Exercise goal: Set every record down again, identical to the original.
━━━━━ Data under study
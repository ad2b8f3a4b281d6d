//! The end-to-end run: ensure harness, run benchmarks, extract estimates,
//! write the report, check for the dashboard page.
//!
//! Stages run strictly in order. The first fatal error stops the run, so a
//! failed extraction leaves any previous report in place.

use std::path::{Path, PathBuf};

use crate::dashboard::{self, PresenceStatus, DASHBOARD_FILE};
use crate::ensure::{DependencyEnsurer, EnsureOutcome};
use crate::error::{Result, Stage};
use crate::extract;
use crate::harness::{HarnessInvoker, RunConfig};
use crate::report::{self, REPORT_FILE};
use crate::runner::CommandRunner;
use crate::schema::Report;

#[derive(Clone, Debug)]
pub struct PipelineConfig {
    pub run: RunConfig,
    pub project_root: PathBuf,
    /// Where the harness leaves its estimates.
    pub criterion_dir: PathBuf,
    /// Where `benchmarks.json` and the dashboard page live.
    pub out_dir: PathBuf,
}

impl PipelineConfig {
    /// Standard layout: `target/criterion` in, `docs/benches` out.
    pub fn new(project_root: impl Into<PathBuf>, run: RunConfig) -> Self {
        let project_root = project_root.into();
        Self {
            criterion_dir: project_root.join("target").join("criterion"),
            out_dir: project_root.join("docs").join("benches"),
            run,
            project_root,
        }
    }

    pub fn with_criterion_dir(mut self, dir: impl Into<PathBuf>) -> Self {
        self.criterion_dir = dir.into();
        self
    }

    pub fn with_out_dir(mut self, dir: impl Into<PathBuf>) -> Self {
        self.out_dir = dir.into();
        self
    }

    pub fn report_path(&self) -> PathBuf {
        self.out_dir.join(REPORT_FILE)
    }

    pub fn dashboard_path(&self) -> PathBuf {
        self.out_dir.join(DASHBOARD_FILE)
    }
}

#[derive(Clone, Debug)]
pub struct PipelineOutcome {
    pub ensure: EnsureOutcome,
    pub report_path: PathBuf,
    pub report: Report,
    pub dashboard: PresenceStatus,
}

pub struct Pipeline<R> {
    config: PipelineConfig,
    runner: R,
}

impl<R: CommandRunner> Pipeline<R> {
    pub fn new(config: PipelineConfig, runner: R) -> Self {
        Self { config, runner }
    }

    pub fn config(&self) -> &PipelineConfig {
        &self.config
    }

    pub fn run(&self) -> Result<PipelineOutcome> {
        let cfg = &self.config;

        enter(Stage::EnsureDependency);
        let ensure = DependencyEnsurer::new(&self.runner).ensure()?;

        enter(Stage::RunHarness);
        HarnessInvoker::new(&self.runner).run(&cfg.run, &cfg.project_root)?;

        enter(Stage::ExtractResults);
        let report = Report::from(extract::extract(&cfg.criterion_dir)?);

        enter(Stage::WriteReport);
        let report_path = cfg.report_path();
        report::write_report(&report.results, &report_path)?;
        log_summary(&report);

        enter(Stage::CheckDashboard);
        let dashboard = dashboard::check(&cfg.out_dir);

        Ok(PipelineOutcome {
            ensure,
            report_path,
            report,
            dashboard,
        })
    }
}

fn enter(stage: Stage) {
    tracing::debug!(%stage, "entering stage");
}

fn log_summary(report: &Report) {
    for r in &report.results {
        tracing::info!(
            "{:<24} {:>14.1} ns  [{:.1}, {:.1}]",
            r.benchmark,
            r.mean_ns,
            r.ci_lower,
            r.ci_upper
        );
    }
    if let (Some(fast), Some(slow)) = (report.fastest(), report.slowest()) {
        tracing::info!(
            fastest = %fast.benchmark,
            slowest = %slow.benchmark,
            "{} benchmarks",
            report.results.len()
        );
    }
}

/// Resolve a possibly relative path against the project root.
pub fn under_root(root: &Path, path: &Path) -> PathBuf {
    if path.is_absolute() {
        path.to_path_buf()
    } else {
        root.join(path)
    }
}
━━━━━━━━━━
Answer section:
repository ad2b8f3a4b281d6d
//! The end-to-end run: ensure harness, run benchmarks, extract estimates,
//! write the report, check for the dashboard page.
//!
//! Stages run strictly in order. The first fatal error stops the run, so a
//! failed extraction leaves any previous report in place.

use std::path::{Path, PathBuf};

use crate::dashboard::{self, PresenceStatus, DASHBOARD_FILE};
use crate::ensure::{DependencyEnsurer, EnsureOutcome};
use crate::error::{Result, Stage};
use crate::extract;
use crate::harness::{HarnessInvoker, RunConfig};
use crate::report::{self, REPORT_FILE};
use crate::runner::CommandRunner;
use crate::schema::Report;

#[derive(Clone, Debug)]
pub struct PipelineConfig {
    pub run: RunConfig,
    pub project_root: PathBuf,
    /// Where the harness leaves its estimates.
    pub criterion_dir: PathBuf,
    /// Where `benchmarks.json` and the dashboard page live.
    pub out_dir: PathBuf,
}

impl PipelineConfig {
    /// Standard layout: `target/criterion` in, `docs/benches` out.
    pub fn new(project_root: impl Into<PathBuf>, run: RunConfig) -> Self {
        let project_root = project_root.into();
        Self {
            criterion_dir: project_root.join("target").join("criterion"),
            out_dir: project_root.join("docs").join("benches"),
            run,
            project_root,
        }
    }

    pub fn with_criterion_dir(mut self, dir: impl Into<PathBuf>) -> Self {
        self.criterion_dir = dir.into();
        self
    }

    pub fn with_out_dir(mut self, dir: impl Into<PathBuf>) -> Self {
        self.out_dir = dir.into();
        self
    }

    pub fn report_path(&self) -> PathBuf {
        self.out_dir.join(REPORT_FILE)
    }

    pub fn dashboard_path(&self) -> PathBuf {
        self.out_dir.join(DASHBOARD_FILE)
    }
}

#[derive(Clone, Debug)]
pub struct PipelineOutcome {
    pub ensure: EnsureOutcome,
    pub report_path: PathBuf,
    pub report: Report,
    pub dashboard: PresenceStatus,
}

pub struct Pipeline<R> {
    config: PipelineConfig,
    runner: R,
}

impl<R: CommandRunner> Pipeline<R> {
    pub fn new(config: PipelineConfig, runner: R) -> Self {
        Self { config, runner }
    }

    pub fn config(&self) -> &PipelineConfig {
        &self.config
    }

    pub fn run(&self) -> Result<PipelineOutcome> {
        let cfg = &self.config;

        enter(Stage::EnsureDependency);
        let ensure = DependencyEnsurer::new(&self.runner).ensure()?;

        enter(Stage::RunHarness);
        HarnessInvoker::new(&self.runner).run(&cfg.run, &cfg.project_root)?;

        enter(Stage::ExtractResults);
        let report = Report::from(extract::extract(&cfg.criterion_dir)?);

        enter(Stage::WriteReport);
        let report_path = cfg.report_path();
        report::write_report(&report.results, &report_path)?;
        log_summary(&report);

        enter(Stage::CheckDashboard);
        let dashboard = dashboard::check(&cfg.out_dir);

        Ok(PipelineOutcome {
            ensure,
            report_path,
            report,
            dashboard,
        })
    }
}

fn enter(stage: Stage) {
    tracing::debug!(%stage, "entering stage");
}

fn log_summary(report: &Report) {
    for r in &report.results {
        tracing::info!(
            "{:<24} {:>14.1} ns  [{:.1}, {:.1}]",
            r.benchmark,
            r.mean_ns,
            r.ci_lower,
            r.ci_upper
        );
    }
    if let (Some(fast), Some(slow)) = (report.fastest(), report.slowest()) {
        tracing::info!(
            fastest = %fast.benchmark,
            slowest = %slow.benchmark,
            "{} benchmarks",
            report.results.len()
        );
    }
}

/// Resolve a possibly relative path against the project root.
pub fn under_root(root: &Path, path: &Path) -> PathBuf {
    if path.is_absolute() {
        path.to_path_buf()
    } else {
        root.join(path)
    }
}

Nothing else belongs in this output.